In Turkey, a growing number of infrastructure projects are financed by PPP. Important amendments to legislation have allowed this model to become commonplace.



The Canal Istanbul project (Photo: DR)
The Canal Istanbul project (Photo: DR)
TURKEY. The project to build an artificial canal (Canal Istanbul), which will be built to ease congestion in the Bosporus Strait, should to a large extent be financed by public-private partnerships (PPP), as announced the Turkish Prime Minister Recep Tayyip Erdogan in early May 2011. 

The Turkish government will use the Build-Operate-Transfer (BOT) model, a model currently used in Turkey to finance large works and infrastructure projects. 
 
Needs are great but the ability of the public sector to provide finance is limited. Since 2008, the ruling conservative party in Turkey (JDP), a disciple of liberal economic policies, has therefore adopted legislative reforms to promote BOT contracts and provide a single text as a framework for the various types of PPP.
 
With the country experiencing rapid growth, the number of PPP has multiplied in recent years. "Compared with other emerging economies, Turkey already has high-quality infrastructure.  But it will have to keep developing in order to catch up with Member States of the EU and European standards", said Andrew Vorking, Secretary-General of the World Bank, at a summit on the PPP organised by the UNDP in Istanbul in 2006.  
 
However, it has long used such a system. During the Ottoman Empire, the State awarded concessions to companies, often foreign companies, for the provision of electricity, tobacco, postal services, industries, etc. And in 1984, Ankara adopted its first law to authorise electricity generation by private companies, clearing the path for the first PPP. "The PPP is another step towards the deregulation of the economy", says Ali Güner Tekin, former director of the privatisation department. 

Roads, ports, customs...

Since then, the construction of motorways (Istanbul-Gebze-Izmir and Ankara- Izmir), ports (such as Trabzon), customs services at borders with Bulgaria, Greece, Iraq and Syria and terminals at international airports have imitated this pattern.  
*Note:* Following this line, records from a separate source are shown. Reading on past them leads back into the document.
//! # yangschema
//!
//! A Rust implementation of a YANG (RFC 7950) schema compiler: it parses
//! modules in both surface syntaxes (the native compact form and the
//! XML-encoded form), compiles them into a fully resolved in-memory
//! schema, and types data values against the compiled schema.
//!
//! ## Pipeline
//!
//! - **Parse**: bytes are tokenized ([`lexer`] / [`documents`]), dispatched
//!   ([`keywords`]), and built into a parsed tree ([`parser`], rooted at a
//!   [`schema::parsed::Module`]). The parsed tree is faithful and
//!   lexically resolved, but not checked against other modules.
//! - **Compile**: a [`context::Context`] holds the parsed modules; the
//!   compiler resolves imports and includes, flattens typedef chains,
//!   composes restrictions, links identities and leafrefs, expands
//!   groupings and augments, and freezes a
//!   [`schema::compiled::CompiledModule`].
//! - **Type values**: the compiled types expose `store` / `print` /
//!   `duplicate` / `compare` for data-instance decoders ([`types`]).
//!
//! ## Example
//!
//! ```rust,ignore
//! use yangschema::Context;
//!
//! let mut ctx = Context::new();
//! ctx.parse_module(source, yangschema::SchemaFormat::Yang)?;
//! let compiled = ctx.compile_module("example")?;
//! ```

#![warn(missing_docs)]
#![warn(clippy::all)]

pub mod context;
pub mod documents;
pub mod error;
pub mod keywords;
pub mod lexer;
pub mod names;
pub mod namespaces;
pub mod parser;
pub mod printer;
pub mod schema;
pub mod types;

pub use context::{Context, SchemaFormat};
pub use error::{Error, Result};
pub use keywords::YIN_NAMESPACE;

/// Version of the yangschema library
pub const VERSION: &str = env!("CARGO_PKG_VERSION");
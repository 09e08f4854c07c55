//! Typed values: store, print, duplicate, compare
//!
//! Every compiled type exposes the four capabilities the data-instance
//! decoders call into: `store` canonicalizes and validates a lexical
//! value, `print` writes the canonical form, `duplicate` deep-copies,
//! and `compare` tests equality.

use crate::error::{Error, Result, ValidationError};
use crate::types::restriction;
use crate::types::{BuiltinType, CompiledBit, CompiledType};
use base64::engine::{DecodePaddingMode, GeneralPurpose, GeneralPurposeConfig};
use base64::{alphabet, Engine};
use once_cell::sync::Lazy;
use regex::Regex;

/// Base64 decoder: standard alphabet, padding optional
static BASE64_DECODER: Lazy<GeneralPurpose> = Lazy::new(|| {
    GeneralPurpose::new(
        &alphabet::STANDARD,
        GeneralPurposeConfig::new().with_decode_padding_mode(DecodePaddingMode::Indifferent),
    )
});

/// Instance-identifier shape: an absolute path of qualified steps with
/// optional bracketed predicates. Existence is an instance-time check.
static INSTANCE_ID_SHAPE: Lazy<Regex> = Lazy::new(|| {
    Regex::new(
        r"^(/[A-Za-z_][A-Za-z0-9_.-]*(:[A-Za-z_][A-Za-z0-9_.-]*)?(\[[^\]]+\])*)+$",
    )
    .unwrap()
});

/// Resolution surface `store` needs for identityref values.
///
/// Implemented by the Context; decoders for schemas without identityrefs
/// can pass [`NoIdentities`].
pub trait IdentityResolver {
    /// Resolve `(prefix:)?name` text to the `(module, name)` key of an
    /// existing identity
    fn resolve(&self, text: &str) -> Option<(String, String)>;

    /// Whether `identity` is `base` or transitively derived from it
    fn derived_from_or_self(&self, identity: &(String, String), base: &(String, String)) -> bool;
}

/// A resolver that knows no identities
pub struct NoIdentities;

impl IdentityResolver for NoIdentities {
    fn resolve(&self, _text: &str) -> Option<(String, String)> {
        None
    }

    fn derived_from_or_self(
        &self,
        _identity: &(String, String),
        _base: &(String, String),
    ) -> bool {
        false
    }
}

/// A typed value produced by `store`
#[derive(Debug, Clone, PartialEq)]
pub enum Value {
    /// `int8`
    Int8(i8),
    /// `int16`
    Int16(i16),
    /// `int32`
    Int32(i32),
    /// `int64`
    Int64(i64),
    /// `uint8`
    Uint8(u8),
    /// `uint16`
    Uint16(u16),
    /// `uint32`
    Uint32(u32),
    /// `uint64`
    Uint64(u64),
    /// `decimal64`: the scaled integer and its fraction-digits
    Decimal64 {
        /// Value scaled by `10^fraction_digits`
        scaled: i64,
        /// Fraction digits of the type
        fraction_digits: u8,
    },
    /// `boolean`
    Boolean(bool),
    /// `empty`: no payload
    Empty,
    /// `binary`: the decoded octets
    Binary(Vec<u8>),
    /// `string`
    String(String),
    /// `bits`: set members in ascending position order
    Bits(Vec<CompiledBit>),
    /// `enumeration`: the member name and its value
    Enum {
        /// Member name
        name: String,
        /// Assigned value
        value: i32,
    },
    /// `identityref`: the resolved identity key
    Identityref {
        /// Defining module
        module: String,
        /// Identity name
        name: String,
    },
    /// `instance-identifier`: the path text, shape-checked
    InstanceIdentifier(String),
    /// `union`: the winning member index and its value
    Union {
        /// Index of the member that stored the value
        member: usize,
        /// The member-typed value
        value: Box<Value>,
    },
    /// A custom-type value in its canonical form
    Custom {
        /// Registered type name
        type_name: String,
        /// Canonical text
        canonical: String,
    },
}
//! Compact-form printer

use crate::keywords::KeywordOrCustom;
use crate::parser::stmt::Statement;

/// Print a statement tree in the compact form
pub fn print_statement(stmt: &Statement) -> String {
    let mut out = String::new();
    print_into(stmt, 0, &mut out);
    out
}

fn print_into(stmt: &Statement, depth: usize, out: &mut String) {
    for _ in 0..depth {
        out.push_str("  ");
    }
    match &stmt.keyword {
        KeywordOrCustom::Keyword(kw) => out.push_str(kw.name()),
        KeywordOrCustom::Custom(prefix, name) => {
            out.push_str(prefix);
            out.push(':');
            out.push_str(name);
        }
    }
    if let Some(arg) = &stmt.arg {
        out.push(' ');
        out.push_str(&format_argument(arg));
    }
    if stmt.children.is_empty() {
        out.push_str(";\n");
    } else {
        out.push_str(" {\n");
        for child in &stmt.children {
            print_into(child, depth + 1, out);
        }
        for _ in 0..depth {
            out.push_str("  ");
        }
        out.push_str("}\n");
    }
}

/// Quote an argument unless it lexes as a single unquoted word
fn format_argument(arg: &str) -> String {
    let plain = !arg.is_empty()
        && arg.chars().all(|c| {
            !c.is_whitespace()
                && !matches!(c, '{' | '}' | ';' | '"' | '\'' | '/' | '+' | '\\')
        });
    if plain {
        return arg.to_string();
    }

    let mut quoted = String::with_capacity(arg.len() + 2);
    quoted.push('"');
    for c in arg.chars() {
        match c {
            '\\' => quoted.push_str("\\\\"),
            '"' => quoted.push_str("\\\""),
            '\n' => quoted.push_str("\\n"),
            '\t' => quoted.push_str("\\t"),
            c => quoted.push(c),
        }
    }
    quoted.push('"');
    quoted
}

#[cfg(test)]
mod tests {
    use super::*;
    use crate::parser::yang::parse_text;

    #[test]
    fn test_print_reparse_equal() {
        let text = "module m {\n  namespace \"urn:tests:m\";\n  prefix m;\n  \
                    leaf port {\n    type int8 {\n      range \"0 .. 50 | 127\";\n    }\n    \
                    default 20;\n  }\n}\n";
        let stmt = parse_text(text).unwrap();
        let printed = print_statement(&stmt);
        let reparsed = parse_text(&printed).unwrap();
        assert_eq!(stmt, reparsed);
    }

    #[test]
    fn test_quoting() {
        assert_eq!(format_argument("simple"), "simple");
        assert_eq!(format_argument("a b"), "\"a b\"");
        assert_eq!(format_argument("quote\"inside"), "\"quote\\\"inside\"");
        assert_eq!(format_argument("line\nbreak"), "\"line\\nbreak\"");
        assert_eq!(format_argument(""), "\"\"");
    }

    #[test]
    fn test_escape_roundtrip() {
        let text = "module m {\n  namespace \"urn:m\";\n  prefix m;\n  \
                    description \"tab\\there \\\"and\\\" back\\\\slash\";\n}\n";
        let stmt = parse_text(text).unwrap();
        let printed = print_statement(&stmt);
        let reparsed = parse_text(&printed).unwrap();
        assert_eq!(stmt, reparsed);
    }
}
The JDP has launched a number of projects in the form of BOT in energy (power stations, barrages and wind farms), transport, tourism (around ten marinas), mines and health.  

The Turkish government has extended the scope of these contracts to education, culture and justice "to compensate for the absence of clear rules in these sectors”, explains Mehmet Uzunkaya, expert to the sub-secretariat to the Plan.   
 
The new legislation is supposed to make the allocation process more transparent. It has also allowed the establishment of a specialist central administration within the sub-secretariat to the Plan. In 2010, a second law saw the light of day to coordinate procedures and "develop second-generation PPP", according to Ali Tekin: variants on the BOT, where the private partner is responsible for one or more stages, from the design, location, scope and operation to the transfer of the activity.